## Generate submission

So far, the best model seems to be SVR with linear kernel

Features had been selected by looking at feature importance and testing different MA windows and shifts

In [1]:
import pandas as pd
import os
import seaborn as sns
from dateutil import parser
from tqdm.auto import tqdm
import matplotlib.pyplot as plt
tqdm.pandas()
import numpy as np
import hydra
from sklearn.metrics import mean_absolute_error
from sklearn import preprocessing
import lightgbm as lgb
import copy
from sklearn.model_selection import train_test_split

In [2]:
from warnings import simplefilter
from sklearn.exceptions import ConvergenceWarning
simplefilter("ignore", category=ConvergenceWarning)

### Load data

In [3]:
data_folder = 'data'
features_train_path = 'dengue_features_train.csv'
labels_train_path = 'dengue_labels_train.csv'
features_test_path = 'dengue_features_test.csv'
subm_format_path = "submission_format.csv"

In [4]:
features_train_df = pd.read_csv(os.path.join(data_folder, features_train_path))
labels_train = pd.read_csv(os.path.join(data_folder, labels_train_path))
features_test_df = pd.read_csv(os.path.join(data_folder, features_test_path))
subm_format = pd.read_csv(os.path.join(data_folder, subm_format_path))

### Basic Pre-processing

In [5]:
# transform week_start_date into a datetime feature
features_train_df['week_start_date'] = features_train_df.progress_apply(lambda x: parser.parse(x.week_start_date), axis=1)
features_test_df['week_start_date'] = features_test_df.progress_apply(lambda x: parser.parse(x.week_start_date), axis=1)

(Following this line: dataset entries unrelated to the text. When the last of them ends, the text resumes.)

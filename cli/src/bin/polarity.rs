use clap::{Parser, Subcommand};
use cli::{AnalysisJob, ImageEntry};
use color_eyre::eyre::{eyre, Result};
use polarity::{GrayscaleImage, ImageReport, JsonResultSink, Pipeline, ResultSink};
use std::path::{Path, PathBuf};
use std::sync::Arc;
use tracing::{error, info, warn};
use tracing_subscriber::{self, EnvFilter};

#[derive(Parser)]
#[command(author, version, about, long_about = None)]
struct Cli {
    #[command(subcommand)]
    command: Commands,
}

#[derive(Subcommand)]
enum Commands {
    /// Classify cells in every image of a job file
    Analyze {
        /// Path to the TOML or JSON job file
        #[arg(short, long)]
        config: PathBuf,
        /// Results document path (overrides the job file)
        #[arg(short, long)]
        output: Option<PathBuf>,
        /// Directory for per-image GeoJSON (overrides the job file)
        #[arg(long)]
        geojson_dir: Option<PathBuf>,
    },
    /// Print the JSON schema of the job file
    Schema,
}

#[tokio::main]
async fn main() -> Result<()> {
    color_eyre::install()?;

    tracing_subscriber::fmt()
        .with_env_filter(
            EnvFilter::try_from_default_env()
                .unwrap_or_else(|_| EnvFilter::new("info"))
        )
        .init();

    let cli = Cli::parse();

    match cli.command {
        Commands::Analyze { config, output, geojson_dir } => {
            let mut job = AnalysisJob::from_file(&config)?;
            if let Some(output) = output {
                job.output = output;
            }
            if geojson_dir.is_some() {
                job.geojson_dir = geojson_dir;
            }
            analyze(job).await?;
        }
        Commands::Schema => {
            let schema = schemars::schema_for!(AnalysisJob);
            println!("{}", serde_json::to_string_pretty(&schema)?);
        }
    }

    Ok(())
}

async fn analyze(job: AnalysisJob) -> Result<()> {
    job.validate()?;
    let pipeline = Arc::new(Pipeline::from_config(job.analysis.clone())?);
    info!("{}", pipeline.info());

    if let Some(dir) = &job.geojson_dir {
        std::fs::create_dir_all(dir)?;
    }

    let handles: Vec<_> = job
        .images
        .iter()
        .cloned()
        .map(|entry| {
            let pipeline = Arc::clone(&pipeline);
            let geojson_path = job.geojson_path(&entry.name);
            let name = entry.name.clone();
            (name, tokio::task::spawn_blocking(move || {
                process_image(&pipeline, &entry, geojson_path.as_deref())
            }))
        })
        .collect();

    let mut sink = JsonResultSink::new(&job.output);
    let mut failed = 0usize;
    for (name, handle) in handles {
        match handle.await {
            Ok(Ok(report)) => sink.write_report(&report)?,
            Ok(Err(err)) => {
                failed += 1;
                error!(image = %name, "Skipping image: {err:#}");
            }
            Err(err) => {
                failed += 1;
                error!(image = %name, "Worker failed: {err}");
            }
        }
    }

    let summary = sink.finish()?;
    if failed > 0 {
        warn!("{failed} of {} images produced no records", job.images.len());
    }
    info!(
        "✅ {} images: {} Apical-in, {} Apical-out -> {}",
        summary.images,
        summary.total_apical_in,
        summary.total_apical_out,
        sink.path().display()
    );

    if summary.images == 0 {
        return Err(eyre!("no image could be analysed"));
    }
    Ok(())
}

fn process_image(
    pipeline: &Pipeline,
    entry: &ImageEntry,
    geojson_path: Option<&Path>,
) -> Result<ImageReport> {
    info!("Processing image '{}' from {:?}", entry.name, entry.path);
    let image = GrayscaleImage::open(&entry.path)?;
    let analysis = pipeline.classify_cells(&image)?;

    if let Some(path) = geojson_path {
        analysis.save_geojson(&entry.name, path)?;
    }

    Ok(ImageReport::new(&entry.name, &analysis))
}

  0%|          | 0/1456 [00:00<?, ?it/s]

  0%|          | 0/416 [00:00<?, ?it/s]

In [6]:
# Merge features and labels for easier exploration
train_df = features_train_df.merge(labels_train, on=['city', 'year', 'weekofyear'])

# SJ

In [9]:
city_df = copy.deepcopy(train_df[train_df.city == 'sj'])

In [10]:
sj_df_test = copy.deepcopy(features_test_df[features_test_df.city == 'sj'])

In [11]:
fill_ma_cols = [col for col in city_df.columns if city_df[city_df[col].isna()].shape[0] > 0]
for col in tqdm(fill_ma_cols):
    city_df[col].fillna(method='ffill', inplace=True)

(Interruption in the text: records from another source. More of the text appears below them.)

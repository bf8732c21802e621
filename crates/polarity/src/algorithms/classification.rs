use image::{GrayImage, Luma};
use imageproc::distance_transform::euclidean_squared_distance_transform;
use tracing::{debug, trace, warn};

use crate::{
    config::{AcceptanceParams, ClassificationParams},
    region::Region,
    traits::RegionClassifier,
    types::{GrayscaleImage, Phenotype},
};

/// Distance-based polarity metrics of one region
#[derive(Debug, Clone, Copy, PartialEq)]
pub struct PolarityMeasurement {
    /// Largest distance from a region pixel to the nearest non-region pixel
    pub max_distance: f64,
    /// Mean distance over the high-intensity pixels (0 when there are none)
    pub mean_high_intensity_distance: f64,
    /// `mean_high_intensity_distance / max_distance`, 0 when either is degenerate
    pub distance_ratio: f64,
    /// Number of pixels above the intensity cutoff
    pub high_intensity_pixels: usize,
}

/// A region accepted and labelled by the classifier.
#[derive(Debug, Clone, PartialEq)]
pub struct ClassifiedCell {
    pub region: Region,
    pub eccentricity: f64,
    pub measurement: PolarityMeasurement,
    pub phenotype: Phenotype,
    /// Area threshold of the pass that produced the region
    pub area_threshold: u32,
}

impl ClassifiedCell {
    pub fn area(&self) -> usize {
        self.region.area()
    }

    pub fn distance_ratio(&self) -> f64 {
        self.measurement.distance_ratio
    }
}

/// Acceptance and decision parameters for [`classify_region`]
#[derive(Debug, Clone, Copy, Default, PartialEq)]
pub struct ClassifierParams {
    pub acceptance: AcceptanceParams,
    pub classification: ClassificationParams,
}

/// Distance-ratio polarity classifier
#[derive(Debug, Clone, Default)]
pub struct PolarityClassifier {
    pub params: ClassifierParams,
}

impl PolarityClassifier {
    pub fn new(params: ClassifierParams) -> Self {
        Self { params }
    }
}

impl RegionClassifier for PolarityClassifier {
    fn classify(
        &self,
        region: &Region,
        image: &GrayscaleImage,
        area_threshold: u32,
    ) -> Option<ClassifiedCell> {
        let acceptance = &self.params.acceptance;
        let min_area = acceptance.min_area.unwrap_or(area_threshold) as usize;
        if region.area() < min_area {
            trace!(label = region.label(), area = region.area(), min_area, "region too small");
            return None;
        }

        let eccentricity = region.eccentricity();
        if eccentricity < acceptance.eccentricity_threshold {
            trace!(label = region.label(), eccentricity, "region too round");
            return None;
        }

        let bbox = region.bounding_box();
        if bbox.max_x >= image.width() || bbox.max_y >= image.height() {
            warn!(
                label = region.label(),
                dimensions = ?image.dimensions(),
                "region lies outside the image"
            );
            return None;
        }

        let classification = &self.params.classification;
        let measurement = measure_polarity(region, image, classification.high_intensity_fraction);
        let phenotype = if measurement.distance_ratio < classification.distance_ratio_threshold {
            Phenotype::ApicalOut
        } else {
            Phenotype::ApicalIn
        };
        debug!(
            label = region.label(),
            area = region.area(),
            ratio = measurement.distance_ratio,
            %phenotype,
            "classified region"
        );

        Some(ClassifiedCell {
            region: region.clone(),
            eccentricity,
            measurement,
            phenotype,
            area_threshold,
        })
    }
}

/// Classify a single region, e.g. one taken from a hand-drawn mask.
///
/// With `min_area` unset every non-empty region passes the area check.
pub fn classify_region(
    region: &Region,
    image: &GrayscaleImage,
    params: &ClassifierParams,
) -> Option<ClassifiedCell> {
    let threshold = params.acceptance.min_area.unwrap_or(0);
    PolarityClassifier::new(*params).classify(region, image, threshold)
}

/// Compute the distance ratio of `region` against `image`.
///
/// The region must lie inside the image.
pub fn measure_polarity(
    region: &Region,
    image: &GrayscaleImage,
    high_intensity_fraction: f64,
) -> PolarityMeasurement {
    let distances = region_distances(region, image.width(), image.height());
    let max_distance = distances.iter().copied().fold(0.0, f64::max);

    let peak = region
        .pixels()
        .iter()
        .map(|&(x, y)| image.intensity(x, y) as f64)
        .fold(0.0, f64::max);
    let cutoff = high_intensity_fraction * peak;

    let (sum, high_intensity_pixels) = region
        .pixels()
        .iter()
        .zip(&distances)
        .filter(|&(&(x, y), _)| image.intensity(x, y) as f64 > cutoff)
        .fold((0.0, 0usize), |(sum, count), (_, &d)| (sum + d, count + 1));

    let mean_high_intensity_distance = if high_intensity_pixels > 0 {
        sum / high_intensity_pixels as f64
    } else {
        0.0
    };
    let distance_ratio = if high_intensity_pixels > 0 && max_distance > 0.0 {
        (mean_high_intensity_distance / max_distance).clamp(0.0, 1.0)
    } else {
        0.0
    };

    PolarityMeasurement {
        max_distance,
        mean_high_intensity_distance,
        distance_ratio,
        high_intensity_pixels,
    }
}

/// Euclidean distance from each region pixel (in `region.pixels()` order) to
/// the nearest pixel outside the region.
///
/// Only the bounding box grown by one pixel is transformed; every pixel on
/// that ring lies outside the region, so no nearer background can exist
/// beyond it. A region covering the whole image has no background and gets
/// all-zero distances.
pub fn region_distances(region: &Region, width: u32, height: u32) -> Vec<f64> {
    let frame = region.bounding_box().expanded(1, width, height);
    let inside = region.mask_in(&frame);
    if inside.iter().all(|&v| v) {
        return vec![0.0; region.area()];
    }

    let frame_width = frame.width();
    let outside = GrayImage::from_fn(frame_width, frame.height(), |x, y| {
        let index = (y * frame_width + x) as usize;
        Luma([if inside[index] { 0 } else { 255 }])
    });
    let squared = euclidean_squared_distance_transform(&outside);

    region
        .pixels()
        .iter()
        .map(|&(x, y)| squared.get_pixel(x - frame.min_x, y - frame.min_y)[0].sqrt())
        .collect()
}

  0%|          | 0/20 [00:00<?, ?it/s]

In [12]:
fill_ma_cols = [col for col in sj_df_test.columns if sj_df_test[sj_df_test[col].isna()].shape[0] > 0]
for col in tqdm(fill_ma_cols):
    sj_df_test[col].fillna(method='ffill', inplace=True)

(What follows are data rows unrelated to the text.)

use polarity::{AnalysisConfig, PolarityError};

use schemars::JsonSchema;
use serde::{Deserialize, Serialize};
use std::collections::HashSet;
use std::fs;
use std::path::{Path, PathBuf};
use thiserror::Error;

#[derive(Error, Debug)]
pub enum PolarityCliError {
    #[error(transparent)]
    SerdeError(#[from] serde_json::Error),
    #[error(transparent)]
    TomlDeError(#[from] toml::de::Error),
    #[error(transparent)]
    TomlSerError(#[from] toml::ser::Error),
    #[error(transparent)]
    IoError(#[from] std::io::Error),
    #[error(transparent)]
    Analysis(#[from] PolarityError),
    #[error("Job lists no images")]
    NoImages,
    #[error("Image name '{0}' appears more than once")]
    DuplicateImageName(String),
    #[error("Unsupported file format. Please use .toml or .json files")]
    UnsupportedFileFormat,
}

/// One image to analyse
#[derive(Debug, Clone, Serialize, Deserialize, JsonSchema, PartialEq)]
pub struct ImageEntry {
    /// Name used in every record of this image
    pub name: String,
    pub path: PathBuf,
}

/// Batch job configuration
#[derive(Debug, Clone, Serialize, Deserialize, JsonSchema, PartialEq)]
pub struct AnalysisJob {
    pub images: Vec<ImageEntry>,
    /// Results document path
    #[serde(default = "default_output")]
    pub output: PathBuf,
    /// Directory receiving one GeoJSON file per image
    #[serde(default)]
    pub geojson_dir: Option<PathBuf>,
    #[serde(default)]
    pub analysis: AnalysisConfig,
}

fn default_output() -> PathBuf {
    PathBuf::from("polarity_results.json")
}

impl AnalysisJob {
    /// Check the job before any image is decoded
    pub fn validate(&self) -> Result<(), PolarityCliError> {
        if self.images.is_empty() {
            return Err(PolarityCliError::NoImages);
        }
        let mut seen = HashSet::new();
        if let Some(entry) = self.images.iter().find(|entry| !seen.insert(entry.name.as_str())) {
            return Err(PolarityCliError::DuplicateImageName(entry.name.clone()));
        }
        self.analysis.validate()?;
        Ok(())
    }

    /// Load job configuration from a TOML file
    pub fn from_toml_file<P: AsRef<Path>>(path: P) -> Result<Self, PolarityCliError> {
        let content = fs::read_to_string(path)?;
        Self::from_toml(&content)
    }

    /// Load job configuration from TOML string
    pub fn from_toml(content: &str) -> Result<Self, PolarityCliError> {
        Ok(toml::from_str(content)?)
    }

    /// Load job configuration from a JSON file
    pub fn from_json_file<P: AsRef<Path>>(path: P) -> Result<Self, PolarityCliError> {
        let content = fs::read_to_string(path)?;
        Self::from_json(&content)
    }

    /// Load job configuration from JSON string
    pub fn from_json(content: &str) -> Result<Self, PolarityCliError> {
        Ok(serde_json::from_str(content)?)
    }

    /// Auto-detect file format and load configuration
    pub fn from_file<P: AsRef<Path>>(path: P) -> Result<Self, PolarityCliError> {
        let path_ref = path.as_ref();
        match path_ref.extension().and_then(|ext| ext.to_str()) {
            Some("toml") => Self::from_toml_file(path),
            Some("json") => Self::from_json_file(path),
            _ => Err(PolarityCliError::UnsupportedFileFormat),
        }
    }

    /// Convert the job to a TOML string
    pub fn to_toml(&self) -> Result<String, PolarityCliError> {
        Ok(toml::to_string_pretty(&self)?)
    }

    /// Convert the job to a JSON string
    pub fn to_json(&self) -> Result<String, PolarityCliError> {
        Ok(serde_json::to_string_pretty(&self)?)
    }

    /// GeoJSON path for one image, when export is enabled
    pub fn geojson_path(&self, image_name: &str) -> Option<PathBuf> {
        self.geojson_dir
            .as_ref()
            .map(|dir| dir.join(format!("{image_name}.geojson")))
    }
}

  0%|          | 0/20 [00:00<?, ?it/s]

In [13]:
for col in list(city_df.select_dtypes(include=np.number).columns):
    if col not in ["year", "weekofyear", "total_cases"]:
        for s in [10]:
            city_df[col + "_SHIFT_" + str(s)] = city_df.groupby("city")[col].shift(s).fillna(city_df[col].mean())
            city_df[col + "_MA_" + str(s)] = city_df[col].rolling(s).mean().fillna(city_df[col].mean())

In [14]:
for col in list(sj_df_test.select_dtypes(include=np.number).columns):
    if col not in ["year", "weekofyear", "total_cases"]:
        for s in [10]:
            sj_df_test[col + "_SHIFT_" + str(s)] = sj_df_test.groupby("city")[col].shift(s).fillna(sj_df_test[col].mean())
            sj_df_test[col + "_MA_" + str(s)] = sj_df_test[col].rolling(s).mean().fillna(sj_df_test[col].mean())

In [15]:
train_years = sorted(city_df['year'].drop_duplicates().values)[:int(city_df['year'].nunique() * 0.8)]
eval_years = sorted(city_df['year'].drop_duplicates().values)[int(city_df['year'].nunique() * 0.8):]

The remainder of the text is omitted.